Saved entries:
• • • •

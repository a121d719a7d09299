//! HTTP/1.1 Framing
//!
//! Request parsing and response serialization for the dev server.
//! Every response is sent with `Connection: close` except event streams,
//! which stay open until the client goes away.

use percent_encoding::percent_decode_str;
use smol::io::{AsyncBufRead, AsyncBufReadExt, AsyncReadExt, AsyncWrite, AsyncWriteExt};

use crate::{NetError, NetResult, MAX_HEAD_BYTES};

/// HTTP version
#[derive(Debug, Clone, Copy, PartialEq, Eq, Default)]
pub enum HttpVersion {
    Http10,
    #[default]
    Http11,
}

impl std::fmt::Display for HttpVersion {
    fn fmt(&self, f: &mut std::fmt::Formatter<'_>) -> std::fmt::Result {
        match self {
            HttpVersion::Http10 => write!(f, "HTTP/1.0"),
            HttpVersion::Http11 => write!(f, "HTTP/1.1"),
        }
    }
}

/// Parsed HTTP/1.1 request head
#[derive(Debug, Clone)]
pub struct Request {
    /// HTTP method, uppercase
    pub method: String,
    /// Request target exactly as sent
    pub target: String,
    /// Percent-decoded path component of the target
    pub path: String,
    /// Raw query string, without the `?`
    pub query: Option<String>,
    pub version: HttpVersion,
    pub headers: Vec<(String, String)>,
}

impl Request {
    /// Read a request head from a buffered stream.
    ///
    /// Bodies are never read; the dev server only answers GET.
    pub async fn read_from<R: AsyncBufRead + Unpin>(reader: &mut R) -> NetResult<Self> {
        // Reading the extra byte marks the head as too large
        let mut limited = (&mut *reader).take(MAX_HEAD_BYTES as u64 + 1);
        let mut line = String::new();
        let mut consumed = limited.read_line(&mut line).await?;
        if consumed == 0 {
            return Err(NetError::ConnectionClosed);
        }
        if consumed > MAX_HEAD_BYTES {
            return Err(NetError::HeadTooLarge);
        }
        let mut request = Self::parse_request_line(&line)?;

        loop {
            line.clear();
            let n = limited.read_line(&mut line).await?;
            consumed += n;
            if consumed > MAX_HEAD_BYTES {
                return Err(NetError::HeadTooLarge);
            }
            if n == 0 || line == "\r\n" || line == "\n" {
                break;
            }
            if let Some((name, value)) = line.trim_end().split_once(':') {
                request.headers.push((name.trim().to_string(), value.trim().to_string()));
            }
        }

        Ok(request)
    }

    fn parse_request_line(line: &str) -> NetResult<Self> {
        let mut parts = line.trim_end().split(' ').filter(|p| !p.is_empty());
        let (Some(method), Some(target), Some(version)) = (parts.next(), parts.next(), parts.next())
        else {
            return Err(NetError::Malformed(format!("bad request line {:?}", line.trim_end())));
        };

        let version = match version {
            "HTTP/1.0" => HttpVersion::Http10,
            "HTTP/1.1" => HttpVersion::Http11,
            other => return Err(NetError::Malformed(format!("unsupported version {other}"))),
        };

        let (raw_path, query) = match target.split_once('?') {
            Some((path, query)) => (path, Some(query.to_string())),
            None => (target, None),
        };
        let path = percent_decode_str(raw_path)
            .decode_utf8()
            .map_err(|_| NetError::Malformed(format!("path is not UTF-8: {raw_path}")))?
            .into_owned();

        Ok(Self {
            method: method.to_ascii_uppercase(),
            target: target.to_string(),
            path,
            query,
            version,
            headers: Vec::new(),
        })
    }

    /// Get header value (case-insensitive)
    pub fn header(&self, name: &str) -> Option<&str> {
        self.headers
            .iter()
            .find(|(n, _)| n.eq_ignore_ascii_case(name))
            .map(|(_, v)| v.as_str())
    }
}

/// HTTP/1.1 response
#[derive(Debug, Clone)]
pub struct Response {
    pub status: u16,
    pub headers: Vec<(String, String)>,
    pub body: Vec<u8>,
}

impl Response {
    /// Create an empty response
    pub fn new(status: u16) -> Self {
        Self {
            status,
            headers: vec![("Cache-Control".to_string(), "no-cache".to_string())],
            body: Vec::new(),
        }
    }

    /// Plain-text response
    pub fn text(status: u16, body: impl Into<String>) -> Self {
        Self::new(status)
            .header("Content-Type", "text/plain; charset=utf-8")
            .body(body.into().into_bytes())
    }

    /// Head of a `text/event-stream` response; the body is written by the caller
    pub fn event_stream() -> Self {
        Self::new(200)
            .header("Content-Type", "text/event-stream")
            .header("Connection", "keep-alive")
    }

    /// Add a header
    pub fn header(mut self, name: &str, value: &str) -> Self {
        self.headers.push((name.to_string(), value.to_string()));
        self
    }

    /// Set body
    pub fn body(mut self, body: Vec<u8>) -> Self {
        self.body = body;
        self
    }

    /// Get header value (case-insensitive)
    pub fn get_header(&self, name: &str) -> Option<&str> {
        self.headers
            .iter()
            .find(|(n, _)| n.eq_ignore_ascii_case(name))
            .map(|(_, v)| v.as_str())
    }

    fn is_stream(&self) -> bool {
        self.get_header("content-type")
            .is_some_and(|v| v.starts_with("text/event-stream"))
    }

    /// Serialize status line and headers
    pub fn serialize_head(&self) -> Vec<u8> {
        let mut head = format!(
            "{} {} {}\r\n",
            HttpVersion::Http11,
            self.status,
            reason_phrase(self.status)
        );
        for (name, value) in &self.headers {
            head.push_str(&format!("{name}: {value}\r\n"));
        }
        if !self.is_stream() {
            if self.get_header("content-length").is_none() {
                head.push_str(&format!("Content-Length: {}\r\n", self.body.len()));
            }
            if self.get_header("connection").is_none() {
                head.push_str("Connection: close\r\n");
            }
        }
        head.push_str("\r\n");
        head.into_bytes()
    }

    /// Serialize head and body
    pub fn serialize(&self) -> Vec<u8> {
        let mut buf = self.serialize_head();
        buf.extend_from_slice(&self.body);
        buf
    }

    /// Write to a stream and flush
    pub async fn write_to<W: AsyncWrite + Unpin>(&self, writer: &mut W) -> NetResult<()> {
        writer.write_all(&self.serialize()).await?;
        writer.flush().await?;
        Ok(())
    }
}

/// Reason phrase for the status codes the dev server emits
pub fn reason_phrase(status: u16) -> &'static str {
    match status {
        200 => "OK",
        204 => "No Content",
        304 => "Not Modified",
        400 => "Bad Request",
        403 => "Forbidden",
        404 => "Not Found",
        405 => "Method Not Allowed",
        431 => "Request Header Fields Too Large",
        500 => "Internal Server Error",
        503 => "Service Unavailable",
        _ => "",
    }
}

#[cfg(test)]
mod tests {
    use super::*;
    use smol::io::BufReader;

    fn read(raw: &str) -> NetResult<Request> {
        smol::block_on(async {
            let mut reader = BufReader::new(raw.as_bytes());
            Request::read_from(&mut reader).await
        })
    }

    #[test]
    fn test_parse_get() {
        let req = read("GET /docs/index.html?x=1 HTTP/1.1\r\nHost: localhost\r\nAccept: */*\r\n\r\n").unwrap();
        assert_eq!(req.method, "GET");
        assert_eq!(req.path, "/docs/index.html");
        assert_eq!(req.query.as_deref(), Some("x=1"));
        assert_eq!(req.header("host"), Some("localhost"));
        assert_eq!(req.version, HttpVersion::Http11);
    }

    #[test]
    fn test_percent_decoded_path() {
        let req = read("GET /my%20page.html HTTP/1.1\r\n\r\n").unwrap();
        assert_eq!(req.path, "/my page.html");
        assert_eq!(req.target, "/my%20page.html");
    }

    #[test]
    fn test_empty_stream_is_closed() {
        assert!(matches!(read(""), Err(NetError::ConnectionClosed)));
    }

    #[test]
    fn test_bad_request_line() {
        assert!(matches!(read("GARBAGE\r\n\r\n"), Err(NetError::Malformed(_))));
        assert!(matches!(read("GET / HTTP/2\r\n\r\n"), Err(NetError::Malformed(_))));
    }

    #[test]
    fn test_response_serialize() {
        let resp = Response::text(404, "Not Found");
        let text = String::from_utf8(resp.serialize()).unwrap();
        assert!(text.starts_with("HTTP/1.1 404 Not Found\r\n"));
        assert!(text.contains("Cache-Control: no-cache\r\n"));
        assert!(text.contains("Content-Length: 9\r\n"));
        assert!(text.contains("Connection: close\r\n"));
        assert!(text.ends_with("\r\n\r\nNot Found"));
    }

    #[test]
    fn test_event_stream_head_has_no_length() {
        let head = String::from_utf8(Response::event_stream().serialize_head()).unwrap();
        assert!(head.contains("Content-Type: text/event-stream\r\n"));
        assert!(!head.contains("Content-Length"));
        assert!(!head.contains("Connection: close"));
    }
}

• • • •

YOUR GOAL →
Find the line with "pub fn new(status: u16)" in the entries above. Retype it and each line after it, exactly, through the line with "Self::new(status)", and stop there.

ANSWER FOR THIS EXERCISE →
    pub fn new(status: u16) -> Self {
        Self {
            status,
            headers: vec![("Cache-Control".to_string(), "no-cache".to_string())],
            body: Vec::new(),
        }
    }

    /// Plain-text response
    pub fn text(status: u16, body: impl Into<String>) -> Self {
        Self::new(status)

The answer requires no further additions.